Según cuentan quienes la conocen de años, Pochi nunca vio en Barreda a uno de los criminales más famosos de la crónica roja argentina, sino más bien a un tipo indefenso que lo único que necesitaba era un poco de amor. «Cuando se lo trajo para su casa -relata una vecina que suele compartir rondas de mate con Berta-, ella dijo que Barreda era el hombre más importante que había conocido en su vida. Siempre fue una vecina muy querida, por eso todo el mundo respetó su decisión. Y juntos se los ve bien, son una pareja muy feliz».
Hay quienes hablan de amor. Y hay también quienes hablan de una simple atracción patológica.
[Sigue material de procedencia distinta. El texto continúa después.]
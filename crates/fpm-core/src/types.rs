use serde::{Deserialize, Serialize};
use std::fmt;

/// Wire value of the only power target a peer may request.
pub const DOWN_TARGET: &str = "down";

#[derive(Debug, Clone, Copy, PartialEq, Eq, Hash, PartialOrd, Ord, Serialize, Deserialize)]
#[serde(transparent)]
pub struct NodeId(pub u32);

#[derive(Debug, Clone, Copy, PartialEq, Eq, Hash, PartialOrd, Ord, Serialize, Deserialize)]
#[serde(transparent)]
pub struct FarmId(pub u32);

impl fmt::Display for NodeId {
    fn fmt(&self, f: &mut fmt::Formatter<'_>) -> fmt::Result {
        write!(f, "{}", self.0)
    }
}

impl fmt::Display for FarmId {
    fn fmt(&self, f: &mut fmt::Formatter<'_>) -> fmt::Result {
        write!(f, "{}", self.0)
    }
}

/// A network interface as registered on the ledger.
#[derive(Debug, Clone, PartialEq, Eq, Serialize, Deserialize)]
pub struct Interface {
    pub name: String,
    pub mac: String,
    #[serde(default)]
    pub ips: Vec<String>,
}

/// Desired power state recorded on the ledger.
#[derive(Debug, Clone, Copy, PartialEq, Eq, Serialize, Deserialize)]
#[serde(rename_all = "lowercase")]
pub enum PowerTarget {
    Up,
    Down,
}

impl PowerTarget {
    pub fn is_up(self) -> bool {
        matches!(self, PowerTarget::Up)
    }
}

/// Last power state a node reported about itself.
/// A node that went down records the leader that ordered it.
#[derive(Debug, Clone, Copy, PartialEq, Eq, Serialize, Deserialize)]
#[serde(rename_all = "lowercase", tag = "status")]
pub enum PowerState {
    Up,
    Down { leader: NodeId },
}

impl PowerState {
    pub fn is_down(&self) -> bool {
        matches!(self, PowerState::Down { .. })
    }
}

/// Target and state are independent axes: all four combinations are valid.
#[derive(Debug, Clone, Copy, PartialEq, Eq, Serialize, Deserialize)]
pub struct NodePower {
    pub target: PowerTarget,
    pub state: PowerState,
    /// Unix seconds of the last uptime report.
    #[serde(default)]
    pub last_up_time: u64,
}

/// Immutable per-read snapshot of a node as recorded on the ledger.
#[derive(Debug, Clone, PartialEq, Eq, Serialize, Deserialize)]
pub struct NodeRecord {
    pub id: NodeId,
    pub farm_id: FarmId,
    /// Hex-encoded ed25519 public key of the node's chain identity.
    pub public_key: String,
    #[serde(default)]
    pub interfaces: Vec<Interface>,
    pub power: NodePower,
}

impl NodeRecord {
    pub fn interface(&self, name: &str) -> Option<&Interface> {
        self.interfaces.iter().find(|inf| inf.name == name)
    }
}

/// Body of `POST /power`.
#[derive(Debug, Clone, PartialEq, Eq, Serialize, Deserialize)]
pub struct PowerRequest {
    pub leader: u32,
    pub node: u32,
    pub target: String,
}

impl PowerRequest {
    pub fn down(leader: NodeId, node: NodeId) -> Self {
        Self {
            leader: leader.0,
            node: node.0,
            target: DOWN_TARGET.to_string(),
        }
    }

    pub fn is_down(&self) -> bool {
        self.target == DOWN_TARGET
    }
}

/// Target carried by a power change event. Unknown values decode to `Other`.
#[derive(Debug, Clone, Copy, PartialEq, Eq, Serialize, Deserialize)]
#[serde(rename_all = "lowercase")]
pub enum EventTarget {
    Up,
    Down,
    #[serde(other)]
    Other,
}

#[derive(Debug, Clone, Copy, PartialEq, Eq, Serialize, Deserialize)]
pub struct PowerChangeEvent {
    pub farm_id: FarmId,
    pub node_id: NodeId,
    pub target: EventTarget,
}

/// Body of `GET /self`.
#[derive(Debug, Clone, PartialEq, Eq, Serialize, Deserialize)]
pub struct SelfInfo {
    pub id: u32,
    pub farm: u32,
    /// Hex-encoded public key.
    pub address: String,
    /// Whether an externally reachable network configuration exists.
    pub access: bool,
}

/// The parts of an inbound HTTP request needed to authenticate its sender.
#[derive(Debug, Clone, Default, PartialEq, Eq)]
pub struct InboundRequest {
    pub method: String,
    pub path: String,
    pub signer: Option<String>,
    pub timestamp: Option<String>,
    pub signature: Option<String>,
    pub body: Vec<u8>,
}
Lo que sea, está claro que todo cuanto rodea a Barreda divide aguas y enfrenta ideas, opiniones y miradas morales. Los comentarios de sus nuevos vecinos son un ejemplo. Incluso el frente de su casa actual es una prueba tangible de ese cruce de criterios: allí, los graffitis que aluden a la presencia del cuádruple homicida en el barrio se chocan unos con otros y parecen luchar por su lugar en la pared. Casi todos ya fueron tapados con pintura negra. Sólo uno, resumido en una palabra, queda intacto y a la vista de todos como síntesis del sentir minoritario de los vecinos de Belgrano: «Cobarde».